Speaker
Description
This study presents a simulated quantum computing approach for the investigation into the shell-model energy levels of $^{58}$Ni through the application of the variational eigensolver (VQE) method in combination with a problem-specific ansatz. The primary objective is to achieve a fully accurate low-lying energy spectrum of $^{58}$Ni. In this study, we utilized two distinct shell model spaces: $fp$ and $fpg$. The $fp$ model space comprises the orbitals $1p_{3/2}$, $0f_{5/2}$, and $1p_{1/2}$ beyond the $^{56}$Ni core, represented using 12 qubits (one per orbital). Extending our analysis, we delved into the broader model space $fpg$, which includes the orbitals mentioned earlier along with the $0g_{9/2}$ orbital above the $^{56}$Ni core, utilizing 22 qubits for its representation.

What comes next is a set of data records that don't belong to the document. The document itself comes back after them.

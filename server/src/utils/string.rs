//! String utility functions

/// Default maximum length for preview text (in characters)
pub const PREVIEW_MAX_LENGTH: usize = 60;

/// Truncate text to max length with ellipsis
pub fn truncate_preview(text: &str, max_len: usize) -> String {
    let text = text.trim();
    if text.chars().count() > max_len {
        format!("{}...", text.chars().take(max_len).collect::<String>())
    } else {
        text.to_string()
    }
}

/// Case-insensitive substring check.
///
/// ASCII inputs are compared without allocating; anything else falls back to
/// Unicode lowercasing.
pub fn contains_ignore_case(haystack: &str, needle: &str) -> bool {
    if needle.is_empty() {
        return true;
    }
    if haystack.is_ascii() && needle.is_ascii() {
        if haystack.len() < needle.len() {
            return false;
        }
        return haystack
            .as_bytes()
            .windows(needle.len())
            .any(|window| window.eq_ignore_ascii_case(needle.as_bytes()));
    }
    haystack.to_lowercase().contains(&needle.to_lowercase())
}

/// Trim a string and drop it entirely when nothing is left
pub fn non_empty(value: Option<&str>) -> Option<&str> {
    value.map(str::trim).filter(|s| !s.is_empty())
}

#[cfg(test)]
mod tests {
    use super::*;

    #[test]
    fn test_truncate_preview_short() {
        assert_eq!(truncate_preview("  hello  ", 10), "hello");
    }

    #[test]
    fn test_truncate_preview_long() {
        assert_eq!(truncate_preview("abcdefghij", 4), "abcd...");
    }

    #[test]
    fn test_truncate_preview_multibyte() {
        assert_eq!(truncate_preview("héllo wörld", 5), "héllo...");
    }

    #[test]
    fn test_contains_ignore_case_ascii() {
        assert!(contains_ignore_case("chat.send_message", "SEND"));
        assert!(contains_ignore_case("Provider.Call", "provider.call"));
        assert!(!contains_ignore_case("chat", "chat.send"));
        assert!(contains_ignore_case("anything", ""));
        assert!(!contains_ignore_case("", "x"));
    }

    #[test]
    fn test_contains_ignore_case_unicode() {
        assert!(contains_ignore_case("Überprüfung", "überp"));
        assert!(!contains_ignore_case("Überprüfung", "zz"));
    }

    #[test]
    fn test_non_empty() {
        assert_eq!(non_empty(Some("  a ")), Some("a"));
        assert_eq!(non_empty(Some("   ")), None);
        assert_eq!(non_empty(None), None);
    }
}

The chosen isotope, $^{58}$Ni is particularly interesting in nuclear physics through its role in astrophysical reactions while also being a simple but not-trivial nucleus for shell-model study, it being two particles outside a closed shell. The Hamiltonian is based on shell-model interaction (JUN45). Our ansatz, along with the VQE method are able to reproduce exact energy values for the ground state and first and second excited states for 12 qubits. With 22 qubits, the ansatz accurately reproduces the ground state and second excited state energy values. However, there are disparities between the obtained results and the shell-model result for the first excited state with the prepared ansatz. For the first excited state, using 22 qubits, efforts are underway to improve and fine-tune the ansatz. We compare a classical shell model code, the values obtained by diagonalization of the Hamiltonian after qubit mapping, and a noiseless simulated ansatz+VQE simulation. The exact agreement between classical and qubit-mapped diagonalization shows the correctness of our method, and the high accuracy of the simulation means that the ansatz is suitable to allow a full reconstruction of the full nuclear wave function.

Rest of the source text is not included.